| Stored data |
+---+

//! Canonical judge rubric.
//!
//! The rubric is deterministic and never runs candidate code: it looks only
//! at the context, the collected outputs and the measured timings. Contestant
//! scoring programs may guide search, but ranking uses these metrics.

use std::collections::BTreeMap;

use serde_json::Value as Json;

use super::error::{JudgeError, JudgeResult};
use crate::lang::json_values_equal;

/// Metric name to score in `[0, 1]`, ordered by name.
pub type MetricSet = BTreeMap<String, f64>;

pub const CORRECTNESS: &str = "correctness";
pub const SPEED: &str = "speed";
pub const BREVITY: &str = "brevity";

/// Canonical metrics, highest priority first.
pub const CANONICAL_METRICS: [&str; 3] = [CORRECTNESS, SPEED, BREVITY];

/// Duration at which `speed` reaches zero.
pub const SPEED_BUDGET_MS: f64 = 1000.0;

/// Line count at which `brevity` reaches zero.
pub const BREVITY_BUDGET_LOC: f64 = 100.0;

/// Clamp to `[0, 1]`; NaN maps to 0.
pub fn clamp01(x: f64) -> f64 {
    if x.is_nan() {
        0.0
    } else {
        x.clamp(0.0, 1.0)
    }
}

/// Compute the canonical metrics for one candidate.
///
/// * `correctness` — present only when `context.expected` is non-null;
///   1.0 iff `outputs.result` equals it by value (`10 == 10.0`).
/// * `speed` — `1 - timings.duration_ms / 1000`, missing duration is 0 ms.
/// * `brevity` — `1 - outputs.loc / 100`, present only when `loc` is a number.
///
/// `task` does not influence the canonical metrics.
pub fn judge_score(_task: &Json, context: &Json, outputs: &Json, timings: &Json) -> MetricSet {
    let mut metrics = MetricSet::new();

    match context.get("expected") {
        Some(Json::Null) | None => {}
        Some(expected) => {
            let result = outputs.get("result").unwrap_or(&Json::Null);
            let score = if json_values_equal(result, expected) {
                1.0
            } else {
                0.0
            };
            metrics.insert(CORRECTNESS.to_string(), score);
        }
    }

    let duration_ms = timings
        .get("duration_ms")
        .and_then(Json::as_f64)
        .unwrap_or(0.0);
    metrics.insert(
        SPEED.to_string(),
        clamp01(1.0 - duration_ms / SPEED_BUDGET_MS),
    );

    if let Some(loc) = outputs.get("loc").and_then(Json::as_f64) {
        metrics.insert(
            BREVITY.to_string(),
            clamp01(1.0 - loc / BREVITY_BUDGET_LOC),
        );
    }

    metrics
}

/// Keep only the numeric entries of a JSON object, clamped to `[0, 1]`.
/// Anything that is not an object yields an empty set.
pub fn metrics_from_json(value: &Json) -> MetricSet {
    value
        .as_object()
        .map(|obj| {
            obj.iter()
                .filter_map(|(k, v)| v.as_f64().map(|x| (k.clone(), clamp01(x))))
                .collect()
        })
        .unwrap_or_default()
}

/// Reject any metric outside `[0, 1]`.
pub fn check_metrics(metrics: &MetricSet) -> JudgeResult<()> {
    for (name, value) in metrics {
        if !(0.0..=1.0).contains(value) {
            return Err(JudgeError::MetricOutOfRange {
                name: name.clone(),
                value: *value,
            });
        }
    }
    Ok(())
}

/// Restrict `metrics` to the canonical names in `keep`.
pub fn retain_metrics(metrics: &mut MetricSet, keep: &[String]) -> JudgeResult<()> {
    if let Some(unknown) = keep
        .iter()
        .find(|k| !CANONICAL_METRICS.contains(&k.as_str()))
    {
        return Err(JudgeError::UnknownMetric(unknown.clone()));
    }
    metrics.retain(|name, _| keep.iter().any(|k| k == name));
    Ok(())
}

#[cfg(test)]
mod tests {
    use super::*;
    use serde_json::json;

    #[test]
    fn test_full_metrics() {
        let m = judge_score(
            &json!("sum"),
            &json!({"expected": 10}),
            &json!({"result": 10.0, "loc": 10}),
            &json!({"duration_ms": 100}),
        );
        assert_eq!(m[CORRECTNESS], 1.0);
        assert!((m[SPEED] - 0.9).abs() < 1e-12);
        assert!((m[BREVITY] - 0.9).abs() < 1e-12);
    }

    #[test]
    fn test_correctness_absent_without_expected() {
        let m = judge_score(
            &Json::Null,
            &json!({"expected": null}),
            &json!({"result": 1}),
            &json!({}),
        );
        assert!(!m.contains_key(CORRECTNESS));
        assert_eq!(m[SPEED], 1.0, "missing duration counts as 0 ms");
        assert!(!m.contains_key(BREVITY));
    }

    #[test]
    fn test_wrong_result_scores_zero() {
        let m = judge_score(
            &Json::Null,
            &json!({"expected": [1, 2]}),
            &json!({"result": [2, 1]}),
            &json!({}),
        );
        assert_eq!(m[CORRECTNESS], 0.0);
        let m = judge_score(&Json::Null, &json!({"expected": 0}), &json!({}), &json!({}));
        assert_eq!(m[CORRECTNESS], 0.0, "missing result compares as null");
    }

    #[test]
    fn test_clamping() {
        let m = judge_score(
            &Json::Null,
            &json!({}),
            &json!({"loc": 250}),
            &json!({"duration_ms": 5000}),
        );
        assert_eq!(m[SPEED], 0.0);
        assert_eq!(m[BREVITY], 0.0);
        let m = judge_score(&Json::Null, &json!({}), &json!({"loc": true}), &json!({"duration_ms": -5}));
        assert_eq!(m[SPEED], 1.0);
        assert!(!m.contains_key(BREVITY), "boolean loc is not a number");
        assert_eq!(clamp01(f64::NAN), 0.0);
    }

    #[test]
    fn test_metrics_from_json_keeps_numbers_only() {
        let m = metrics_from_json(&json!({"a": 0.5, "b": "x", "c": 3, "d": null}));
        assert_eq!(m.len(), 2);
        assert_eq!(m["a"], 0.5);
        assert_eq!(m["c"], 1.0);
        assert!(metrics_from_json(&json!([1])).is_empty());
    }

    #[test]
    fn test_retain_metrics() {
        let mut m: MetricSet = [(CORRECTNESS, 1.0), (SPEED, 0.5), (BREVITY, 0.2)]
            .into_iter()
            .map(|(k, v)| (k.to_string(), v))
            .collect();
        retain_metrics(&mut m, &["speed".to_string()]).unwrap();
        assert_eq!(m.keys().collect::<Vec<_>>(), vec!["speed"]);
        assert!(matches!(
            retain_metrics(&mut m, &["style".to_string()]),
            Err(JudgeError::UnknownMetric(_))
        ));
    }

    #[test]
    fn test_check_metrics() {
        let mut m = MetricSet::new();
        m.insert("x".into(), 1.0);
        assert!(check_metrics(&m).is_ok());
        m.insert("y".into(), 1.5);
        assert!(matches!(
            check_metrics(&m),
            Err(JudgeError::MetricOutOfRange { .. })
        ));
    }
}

+---+

| Work instructions |
Repeat the entries verbatim through the line with "pub const CORRECTNESS: &str".

| Answer |
//! Canonical judge rubric.
//!
//! The rubric is deterministic and never runs candidate code: it looks only
//! at the context, the collected outputs and the measured timings. Contestant
//! scoring programs may guide search, but ranking uses these metrics.

use std::collections::BTreeMap;

use serde_json::Value as Json;

use super::error::{JudgeError, JudgeResult};
use crate::lang::json_values_equal;

/// Metric name to score in `[0, 1]`, ordered by name.
pub type MetricSet = BTreeMap<String, f64>;

pub const CORRECTNESS: &str = "correctness";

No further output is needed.